* _Problem to solve_:
Using the records below, output the stretch that opens with the line containing "assert_eq!(a.strength_at(250.0), 0.0);" and closes with the line containing "a.apply(&mut p);", exactly and including both lines, with nothing more.

* _Supplied data_:

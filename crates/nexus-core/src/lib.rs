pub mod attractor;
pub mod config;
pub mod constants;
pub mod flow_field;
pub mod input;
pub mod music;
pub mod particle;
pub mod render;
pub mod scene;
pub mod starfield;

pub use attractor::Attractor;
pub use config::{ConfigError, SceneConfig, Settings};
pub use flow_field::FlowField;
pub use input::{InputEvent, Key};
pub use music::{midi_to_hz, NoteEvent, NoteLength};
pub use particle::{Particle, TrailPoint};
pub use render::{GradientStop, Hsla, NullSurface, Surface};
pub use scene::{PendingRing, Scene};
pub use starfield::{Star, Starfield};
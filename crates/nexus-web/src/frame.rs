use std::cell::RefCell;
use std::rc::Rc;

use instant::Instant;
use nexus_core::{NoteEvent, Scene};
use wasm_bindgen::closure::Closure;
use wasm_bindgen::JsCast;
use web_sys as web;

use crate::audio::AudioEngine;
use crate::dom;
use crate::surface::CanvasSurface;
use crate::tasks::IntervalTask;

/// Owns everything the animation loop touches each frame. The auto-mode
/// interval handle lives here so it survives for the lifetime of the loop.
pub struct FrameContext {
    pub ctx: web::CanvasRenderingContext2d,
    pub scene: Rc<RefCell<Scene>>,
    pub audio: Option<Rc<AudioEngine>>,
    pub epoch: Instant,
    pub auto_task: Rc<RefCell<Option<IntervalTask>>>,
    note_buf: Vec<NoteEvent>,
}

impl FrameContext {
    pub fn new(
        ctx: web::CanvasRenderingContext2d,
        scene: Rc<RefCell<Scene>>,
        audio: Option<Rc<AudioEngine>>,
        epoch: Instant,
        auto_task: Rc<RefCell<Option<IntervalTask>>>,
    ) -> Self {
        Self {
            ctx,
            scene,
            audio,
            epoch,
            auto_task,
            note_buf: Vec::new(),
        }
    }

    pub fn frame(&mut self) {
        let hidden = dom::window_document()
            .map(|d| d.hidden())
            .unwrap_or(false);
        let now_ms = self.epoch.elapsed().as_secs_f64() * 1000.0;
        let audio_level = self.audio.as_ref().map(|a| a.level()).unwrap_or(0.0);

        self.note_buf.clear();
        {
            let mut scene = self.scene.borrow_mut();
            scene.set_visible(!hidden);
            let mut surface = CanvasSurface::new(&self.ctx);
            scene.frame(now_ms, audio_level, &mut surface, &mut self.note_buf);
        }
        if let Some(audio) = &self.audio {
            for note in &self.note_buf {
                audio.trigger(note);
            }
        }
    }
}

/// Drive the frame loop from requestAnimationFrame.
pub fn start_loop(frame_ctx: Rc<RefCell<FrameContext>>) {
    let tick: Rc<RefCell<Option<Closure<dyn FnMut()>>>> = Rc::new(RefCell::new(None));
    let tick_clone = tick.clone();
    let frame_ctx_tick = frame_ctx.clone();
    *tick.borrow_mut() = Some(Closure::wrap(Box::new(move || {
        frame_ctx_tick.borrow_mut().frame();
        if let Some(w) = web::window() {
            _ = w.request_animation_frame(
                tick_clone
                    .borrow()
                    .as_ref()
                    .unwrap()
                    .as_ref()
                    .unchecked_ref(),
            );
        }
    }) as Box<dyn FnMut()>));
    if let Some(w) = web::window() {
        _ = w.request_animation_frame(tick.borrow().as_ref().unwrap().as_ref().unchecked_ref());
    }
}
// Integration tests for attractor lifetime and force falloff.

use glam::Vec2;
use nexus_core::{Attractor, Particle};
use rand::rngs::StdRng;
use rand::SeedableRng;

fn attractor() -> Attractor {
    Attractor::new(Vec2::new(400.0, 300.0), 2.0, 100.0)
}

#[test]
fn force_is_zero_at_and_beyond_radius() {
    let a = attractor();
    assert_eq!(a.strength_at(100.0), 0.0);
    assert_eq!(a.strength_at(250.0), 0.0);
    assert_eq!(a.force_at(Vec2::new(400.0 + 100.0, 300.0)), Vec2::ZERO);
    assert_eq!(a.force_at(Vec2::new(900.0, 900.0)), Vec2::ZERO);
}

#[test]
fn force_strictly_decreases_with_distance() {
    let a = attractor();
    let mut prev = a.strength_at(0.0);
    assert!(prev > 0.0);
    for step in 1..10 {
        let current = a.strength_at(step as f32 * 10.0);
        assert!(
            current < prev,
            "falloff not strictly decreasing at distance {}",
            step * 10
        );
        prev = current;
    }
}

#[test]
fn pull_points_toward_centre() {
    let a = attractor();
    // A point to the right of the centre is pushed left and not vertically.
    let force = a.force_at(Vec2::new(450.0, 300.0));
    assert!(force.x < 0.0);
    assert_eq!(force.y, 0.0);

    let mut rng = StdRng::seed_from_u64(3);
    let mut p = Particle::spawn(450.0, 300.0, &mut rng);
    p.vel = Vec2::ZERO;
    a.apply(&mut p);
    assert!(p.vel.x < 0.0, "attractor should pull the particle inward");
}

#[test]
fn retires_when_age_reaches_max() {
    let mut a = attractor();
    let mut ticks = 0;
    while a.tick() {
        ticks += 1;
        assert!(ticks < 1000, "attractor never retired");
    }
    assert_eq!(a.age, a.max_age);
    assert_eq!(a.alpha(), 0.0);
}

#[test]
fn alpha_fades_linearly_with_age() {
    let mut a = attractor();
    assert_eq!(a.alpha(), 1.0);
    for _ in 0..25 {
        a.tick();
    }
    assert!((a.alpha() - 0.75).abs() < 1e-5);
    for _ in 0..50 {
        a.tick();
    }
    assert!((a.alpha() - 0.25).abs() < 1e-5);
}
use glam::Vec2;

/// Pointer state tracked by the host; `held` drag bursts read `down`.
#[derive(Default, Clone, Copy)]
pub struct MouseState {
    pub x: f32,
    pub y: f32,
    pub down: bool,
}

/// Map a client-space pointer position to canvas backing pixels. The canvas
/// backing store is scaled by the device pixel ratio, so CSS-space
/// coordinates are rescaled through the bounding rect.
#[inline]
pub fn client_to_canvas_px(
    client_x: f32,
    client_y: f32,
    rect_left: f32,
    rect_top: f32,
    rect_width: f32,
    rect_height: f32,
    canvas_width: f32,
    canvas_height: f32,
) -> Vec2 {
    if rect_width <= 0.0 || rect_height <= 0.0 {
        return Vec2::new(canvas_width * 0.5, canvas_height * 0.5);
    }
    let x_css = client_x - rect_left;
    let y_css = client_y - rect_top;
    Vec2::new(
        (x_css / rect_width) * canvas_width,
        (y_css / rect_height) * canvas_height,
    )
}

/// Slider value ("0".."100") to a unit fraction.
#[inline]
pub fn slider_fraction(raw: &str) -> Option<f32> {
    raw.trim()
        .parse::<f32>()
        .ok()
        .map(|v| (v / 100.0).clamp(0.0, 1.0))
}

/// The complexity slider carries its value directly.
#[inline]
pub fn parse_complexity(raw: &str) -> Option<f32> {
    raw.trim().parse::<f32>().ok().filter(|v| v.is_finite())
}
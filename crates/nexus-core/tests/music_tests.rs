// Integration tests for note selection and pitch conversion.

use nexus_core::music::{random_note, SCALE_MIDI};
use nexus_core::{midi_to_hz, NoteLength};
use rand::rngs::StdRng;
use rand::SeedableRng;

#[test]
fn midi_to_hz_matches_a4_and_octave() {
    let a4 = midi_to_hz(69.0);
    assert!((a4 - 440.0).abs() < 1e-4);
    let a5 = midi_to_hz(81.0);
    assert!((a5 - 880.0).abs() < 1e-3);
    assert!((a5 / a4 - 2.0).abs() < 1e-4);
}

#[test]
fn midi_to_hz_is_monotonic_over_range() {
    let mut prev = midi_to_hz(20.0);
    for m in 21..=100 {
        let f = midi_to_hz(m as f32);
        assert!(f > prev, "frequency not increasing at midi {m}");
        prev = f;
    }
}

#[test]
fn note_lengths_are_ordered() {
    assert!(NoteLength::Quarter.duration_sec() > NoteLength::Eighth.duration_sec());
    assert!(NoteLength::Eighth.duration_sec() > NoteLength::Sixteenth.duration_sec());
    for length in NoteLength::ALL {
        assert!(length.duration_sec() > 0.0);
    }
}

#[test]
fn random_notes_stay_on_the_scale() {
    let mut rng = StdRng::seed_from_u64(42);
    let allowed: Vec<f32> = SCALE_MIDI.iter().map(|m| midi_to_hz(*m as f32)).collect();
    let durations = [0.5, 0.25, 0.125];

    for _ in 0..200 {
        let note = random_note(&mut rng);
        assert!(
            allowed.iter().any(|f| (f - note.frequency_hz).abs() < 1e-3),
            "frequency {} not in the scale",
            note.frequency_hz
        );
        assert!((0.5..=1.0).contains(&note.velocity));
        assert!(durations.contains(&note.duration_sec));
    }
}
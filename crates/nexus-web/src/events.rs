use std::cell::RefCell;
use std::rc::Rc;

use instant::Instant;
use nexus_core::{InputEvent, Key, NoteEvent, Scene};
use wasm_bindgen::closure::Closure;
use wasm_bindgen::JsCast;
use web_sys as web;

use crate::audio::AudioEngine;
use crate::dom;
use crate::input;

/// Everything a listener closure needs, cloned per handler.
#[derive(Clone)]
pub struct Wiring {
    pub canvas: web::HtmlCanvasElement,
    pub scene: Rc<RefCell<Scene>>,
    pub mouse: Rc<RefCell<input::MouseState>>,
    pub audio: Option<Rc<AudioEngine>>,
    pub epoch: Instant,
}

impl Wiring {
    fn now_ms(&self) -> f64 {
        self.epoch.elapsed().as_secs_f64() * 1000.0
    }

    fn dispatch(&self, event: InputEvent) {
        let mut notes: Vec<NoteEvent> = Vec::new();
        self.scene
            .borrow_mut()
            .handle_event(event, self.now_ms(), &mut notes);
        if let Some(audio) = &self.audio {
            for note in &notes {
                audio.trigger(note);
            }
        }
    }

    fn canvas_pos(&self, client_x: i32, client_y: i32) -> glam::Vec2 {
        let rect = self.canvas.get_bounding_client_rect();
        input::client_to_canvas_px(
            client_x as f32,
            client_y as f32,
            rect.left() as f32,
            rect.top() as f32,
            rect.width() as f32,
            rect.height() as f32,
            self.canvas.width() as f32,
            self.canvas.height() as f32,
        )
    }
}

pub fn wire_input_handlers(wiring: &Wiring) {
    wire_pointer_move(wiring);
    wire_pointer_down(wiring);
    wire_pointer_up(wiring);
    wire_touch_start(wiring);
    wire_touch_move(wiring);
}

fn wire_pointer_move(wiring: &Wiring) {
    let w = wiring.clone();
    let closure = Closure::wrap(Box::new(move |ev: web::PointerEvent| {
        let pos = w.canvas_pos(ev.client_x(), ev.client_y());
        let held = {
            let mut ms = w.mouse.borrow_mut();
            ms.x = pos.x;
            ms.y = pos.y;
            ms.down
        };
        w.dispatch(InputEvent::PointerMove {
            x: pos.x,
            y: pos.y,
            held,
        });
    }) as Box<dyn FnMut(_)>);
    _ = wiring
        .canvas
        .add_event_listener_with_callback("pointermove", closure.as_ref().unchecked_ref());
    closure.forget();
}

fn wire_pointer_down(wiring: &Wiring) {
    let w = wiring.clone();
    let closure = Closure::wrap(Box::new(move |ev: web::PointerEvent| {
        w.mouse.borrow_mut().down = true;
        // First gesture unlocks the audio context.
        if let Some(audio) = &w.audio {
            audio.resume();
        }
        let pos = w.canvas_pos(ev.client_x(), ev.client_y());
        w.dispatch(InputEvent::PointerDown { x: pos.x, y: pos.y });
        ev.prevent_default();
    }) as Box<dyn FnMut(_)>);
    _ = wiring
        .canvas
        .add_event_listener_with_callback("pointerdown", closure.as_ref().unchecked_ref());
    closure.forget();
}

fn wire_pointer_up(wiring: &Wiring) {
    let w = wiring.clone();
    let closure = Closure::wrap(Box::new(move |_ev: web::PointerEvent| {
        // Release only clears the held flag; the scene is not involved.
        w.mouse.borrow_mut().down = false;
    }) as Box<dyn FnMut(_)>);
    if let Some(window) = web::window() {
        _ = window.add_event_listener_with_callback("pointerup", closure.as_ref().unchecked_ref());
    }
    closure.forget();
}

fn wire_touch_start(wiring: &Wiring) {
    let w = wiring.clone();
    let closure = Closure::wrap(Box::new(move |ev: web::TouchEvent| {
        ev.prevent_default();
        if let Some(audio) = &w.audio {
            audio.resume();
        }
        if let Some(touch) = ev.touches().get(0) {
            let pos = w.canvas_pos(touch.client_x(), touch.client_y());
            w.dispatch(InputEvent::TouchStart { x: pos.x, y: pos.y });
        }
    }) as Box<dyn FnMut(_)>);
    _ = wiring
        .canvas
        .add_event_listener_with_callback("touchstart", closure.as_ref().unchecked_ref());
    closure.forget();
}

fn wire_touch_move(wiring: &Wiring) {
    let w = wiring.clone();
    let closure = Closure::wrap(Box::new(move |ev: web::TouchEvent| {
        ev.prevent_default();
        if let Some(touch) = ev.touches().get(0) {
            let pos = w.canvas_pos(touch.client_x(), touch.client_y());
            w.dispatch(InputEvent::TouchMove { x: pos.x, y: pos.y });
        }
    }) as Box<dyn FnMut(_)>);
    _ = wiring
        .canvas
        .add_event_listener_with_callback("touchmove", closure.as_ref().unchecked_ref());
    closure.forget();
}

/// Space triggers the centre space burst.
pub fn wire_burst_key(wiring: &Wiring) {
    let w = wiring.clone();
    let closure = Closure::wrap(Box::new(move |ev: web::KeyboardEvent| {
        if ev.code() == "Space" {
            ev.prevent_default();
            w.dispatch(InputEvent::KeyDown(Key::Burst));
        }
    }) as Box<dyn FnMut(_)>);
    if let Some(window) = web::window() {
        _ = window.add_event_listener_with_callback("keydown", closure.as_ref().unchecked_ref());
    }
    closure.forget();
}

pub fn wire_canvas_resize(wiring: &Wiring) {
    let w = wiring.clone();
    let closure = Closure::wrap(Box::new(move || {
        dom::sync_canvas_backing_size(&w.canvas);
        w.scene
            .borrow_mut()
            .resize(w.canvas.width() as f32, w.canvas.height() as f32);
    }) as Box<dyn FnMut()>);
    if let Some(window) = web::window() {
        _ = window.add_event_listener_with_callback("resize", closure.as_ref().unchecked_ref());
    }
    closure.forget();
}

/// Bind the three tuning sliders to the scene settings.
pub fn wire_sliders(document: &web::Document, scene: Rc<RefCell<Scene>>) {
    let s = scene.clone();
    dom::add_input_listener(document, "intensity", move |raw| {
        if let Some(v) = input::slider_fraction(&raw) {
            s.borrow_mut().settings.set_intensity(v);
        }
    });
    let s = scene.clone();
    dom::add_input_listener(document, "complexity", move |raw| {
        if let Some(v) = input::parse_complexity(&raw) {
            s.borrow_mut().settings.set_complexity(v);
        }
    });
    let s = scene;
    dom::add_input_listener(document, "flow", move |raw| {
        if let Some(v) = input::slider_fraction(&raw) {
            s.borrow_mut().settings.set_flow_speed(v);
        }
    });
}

* _Exercise result_:
    assert_eq!(a.strength_at(250.0), 0.0);
    assert_eq!(a.force_at(Vec2::new(400.0 + 100.0, 300.0)), Vec2::ZERO);
    assert_eq!(a.force_at(Vec2::new(900.0, 900.0)), Vec2::ZERO);
}

#[test]
fn force_strictly_decreases_with_distance() {
    let a = attractor();
    let mut prev = a.strength_at(0.0);
    assert!(prev > 0.0);
    for step in 1..10 {
        let current = a.strength_at(step as f32 * 10.0);
        assert!(
            current < prev,
            "falloff not strictly decreasing at distance {}",
            step * 10
        );
        prev = current;
    }
}

#[test]
fn pull_points_toward_centre() {
    let a = attractor();
    // A point to the right of the centre is pushed left and not vertically.
    let force = a.force_at(Vec2::new(450.0, 300.0));
    assert!(force.x < 0.0);
    assert_eq!(force.y, 0.0);

    let mut rng = StdRng::seed_from_u64(3);
    let mut p = Particle::spawn(450.0, 300.0, &mut rng);
    p.vel = Vec2::ZERO;
    a.apply(&mut p);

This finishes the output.